Each line below that contains the word "violations" must be copied.

**Data for processing:**

- - - -

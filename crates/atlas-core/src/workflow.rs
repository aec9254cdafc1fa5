//! # Workflow Transition Tables
//!
//! Validation of status changes against per-object-type transition tables.
//!
//! ## Table-Driven Validation
//! ```text
//! ┌─────────────────────────────────────────────────────────────────────────┐
//! │                     Transition Validation                               │
//! │                                                                         │
//! │  validate("InventoryCheckOut", "DRAFT", "SUBMIT_AND_APPROVE")          │
//! │       │                                                                 │
//! │       ▼                                                                 │
//! │  TransitionRegistry                                                    │
//! │  ├── "InventoryCheckOut" ──► TransitionTable                           │
//! │  │                           (DRAFT, SUBMIT)             → SUBMITTED   │
//! │  │                           (DRAFT, SUBMIT_AND_APPROVE) → APPROVED ◄──│
//! │  │                           (SUBMITTED, APPROVE)        → APPROVED    │
//! │  │                           ...                                        │
//! │  ├── "PurchaseInvoice"   ──► TransitionTable                           │
//! │  ├── "Receipt"           ──► TransitionTable                           │
//! │  └── "Employee"          ──► TransitionTable                           │
//! │       │                                                                 │
//! │       ▼                                                                 │
//! │  Ok("APPROVED")  - or -  Err(InvalidTransition)                        │
//! │                                                                         │
//! │  One generic component, parameterized by lookup tables.                │
//! │  Tables are data: compiled-in defaults or a JSON config document.      │
//! └─────────────────────────────────────────────────────────────────────────┘
//! ```
//!
//! Each business entity owns its own table; tables are disjoint and looked
//! up by the entity's object-type tag. Every `(status, action)` pair maps to
//! exactly one resulting status or is absent (illegal).

use std::collections::HashMap;

use serde::{Deserialize, Serialize};

use crate::error::{CoreError, CoreResult};

// =============================================================================
// Well-Known Tags
// =============================================================================

/// Object-type tags of the business modules shipping transition tables.
pub mod object_type {
    pub const INVENTORY_CHECK_OUT: &str = "InventoryCheckOut";
    pub const PURCHASE_INVOICE: &str = "PurchaseInvoice";
    pub const RECEIPT: &str = "Receipt";
    pub const EMPLOYEE: &str = "Employee";
}

/// Status tags used by the built-in tables.
///
/// Tables never share state: "DRAFT" in a check-out table and "DRAFT" in an
/// invoice table are unrelated entries under different object types.
pub mod status {
    pub const DRAFT: &str = "DRAFT";
    pub const SUBMITTED: &str = "SUBMITTED";
    pub const APPROVED: &str = "APPROVED";
    pub const REJECTED: &str = "REJECTED";
    pub const CANCELLED: &str = "CANCELLED";
    pub const POSTED: &str = "POSTED";
    pub const PAID: &str = "PAID";
    pub const VOIDED: &str = "VOIDED";
    pub const COMPLETED: &str = "COMPLETED";
    pub const ONBOARDING: &str = "ONBOARDING";
    pub const ACTIVE: &str = "ACTIVE";
    pub const SUSPENDED: &str = "SUSPENDED";
    pub const TERMINATED: &str = "TERMINATED";
}

/// Action tags used by the built-in tables.
pub mod action {
    pub const SUBMIT: &str = "SUBMIT";
    pub const SUBMIT_AND_APPROVE: &str = "SUBMIT_AND_APPROVE";
    pub const APPROVE: &str = "APPROVE";
    pub const REJECT: &str = "REJECT";
    pub const CANCEL: &str = "CANCEL";
    pub const POST: &str = "POST";
    pub const POST_AND_PAY: &str = "POST_AND_PAY";
    pub const PAY: &str = "PAY";
    pub const VOID: &str = "VOID";
    pub const ACTIVATE: &str = "ACTIVATE";
    pub const SUSPEND: &str = "SUSPEND";
    pub const REINSTATE: &str = "REINSTATE";
    pub const TERMINATE: &str = "TERMINATE";
}

// =============================================================================
// Transition Table
// =============================================================================

/// One rule in serialized table form: `from --action--> to`.
#[derive(Debug, Clone, PartialEq, Eq, Serialize, Deserialize)]
pub struct TransitionRule {
    pub from: String,
    pub action: String,
    pub to: String,
}

/// Legal transitions for one object type.
///
/// A plain `(current_status, action) → resulting_status` map. Building a
/// table is infallible; a duplicate pair overwrites (last rule wins), which
/// keeps config reloads simple.
#[derive(Debug, Clone, Default)]
pub struct TransitionTable {
    object_type: String,
    rules: HashMap<(String, String), String>,
}

impl TransitionTable {
    /// Creates an empty table for an object type.
    pub fn new(object_type: impl Into<String>) -> Self {
        TransitionTable {
            object_type: object_type.into(),
            rules: HashMap::new(),
        }
    }

    /// Adds a rule (builder style).
    pub fn rule(mut self, from: &str, action: &str, to: &str) -> Self {
        self.rules
            .insert((from.to_string(), action.to_string()), to.to_string());
        self
    }

    /// The object type this table belongs to.
    pub fn object_type(&self) -> &str {
        &self.object_type
    }

    /// Number of rules in the table.
    pub fn len(&self) -> usize {
        self.rules.len()
    }

    /// Whether the table has no rules.
    pub fn is_empty(&self) -> bool {
        self.rules.is_empty()
    }

    /// Looks up the resulting status for a (status, action) pair.
    pub fn resulting_status(&self, current_status: &str, action: &str) -> Option<&str> {
        self.rules
            .get(&(current_status.to_string(), action.to_string()))
            .map(String::as_str)
    }
}

// =============================================================================
// Transition Registry
// =============================================================================

/// All transition tables, keyed by object-type tag.
///
/// ## Construction
/// - [`TransitionRegistry::built_in`] - the compiled-in tables below
/// - [`TransitionRegistry::from_json`] - a config document of the form
///   `{ "ObjectType": [ { "from": .., "action": .., "to": .. }, .. ] }`
///
/// ## Example
/// ```rust
/// use atlas_core::workflow::{action, object_type, status, TransitionRegistry};
///
/// let registry = TransitionRegistry::built_in();
/// let next = registry
///     .validate(object_type::RECEIPT, status::DRAFT, action::SUBMIT)
///     .unwrap();
/// assert_eq!(next, status::COMPLETED);
/// ```
#[derive(Debug, Clone, Default)]
pub struct TransitionRegistry {
    tables: HashMap<String, TransitionTable>,
}
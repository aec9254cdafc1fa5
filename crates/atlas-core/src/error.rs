//! # Error Types
//!
//! Domain-specific error types for atlas-core.
//!
//! ## Error Hierarchy
//! ```text
//! ┌─────────────────────────────────────────────────────────────────────────┐
//! │                         Error Types                                     │
//! │                                                                         │
//! │  atlas-core errors (this file)                                         │
//! │  └── CoreError        - Workflow / formatting rule violations          │
//! │                                                                         │
//! │  atlas-db errors (separate crate)                                      │
//! │  └── DbError          - Database operation failures                    │
//! │                                                                         │
//! │  Flow: CoreError → DbError → calling module                            │
//! └─────────────────────────────────────────────────────────────────────────┘
//! ```
//!
//! ## Design Principles
//! 1. Use `thiserror` for derive macros (not manual impl)
//! 2. Include context in error messages (object type, status, action)
//! 3. Errors are enum variants, never String

use thiserror::Error;

/// Core business logic errors.
///
/// These represent rule violations detected before any storage is touched.
/// An `InvalidTransition` aborts the enclosing save without a single write.
#[derive(Debug, Clone, PartialEq, Eq, Error)]
pub enum CoreError {
    /// The requested (status, action) pair is not in the object type's
    /// transition table.
    ///
    /// ## When This Occurs
    /// - Submitting an already-approved document
    /// - Paying an invoice that was never posted
    /// - Any action the table simply does not define
    #[error("invalid transition for {object_type}: ({current_status}, {action}) is not defined")]
    InvalidTransition {
        object_type: String,
        current_status: String,
        action: String,
    },

    /// No transition table is registered for the object type.
    #[error("no transition table registered for object type: {0}")]
    UnknownObjectType(String),

    /// A transition input (status or action) was empty.
    ///
    /// Empty inputs are rejected up front rather than silently failing a
    /// table lookup.
    #[error("transition field '{field}' must not be empty")]
    EmptyTransitionField { field: &'static str },

    /// A transition-table config document could not be parsed.
    #[error("malformed transition table config: {0}")]
    MalformedTableConfig(String),
}

/// Result type for core operations.
pub type CoreResult<T> = Result<T, CoreError>;

#[cfg(test)]
mod tests {
    use super::*;

    #[test]
    fn test_error_messages_carry_context() {
        let err = CoreError::InvalidTransition {
            object_type: "Receipt".to_string(),
            current_status: "VOIDED".to_string(),
            action: "SUBMIT".to_string(),
        };
        let msg = err.to_string();
        assert!(msg.contains("Receipt"));
        assert!(msg.contains("VOIDED"));
        assert!(msg.contains("SUBMIT"));
    }

    #[test]
    fn test_unknown_object_type_message() {
        let err = CoreError::UnknownObjectType("Mystery".to_string());
        assert_eq!(
            err.to_string(),
            "no transition table registered for object type: Mystery"
        );
    }
}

- - - -

**Response for this exercise:**
//! │  └── CoreError        - Workflow / formatting rule violations          │
/// These represent rule violations detected before any storage is touched.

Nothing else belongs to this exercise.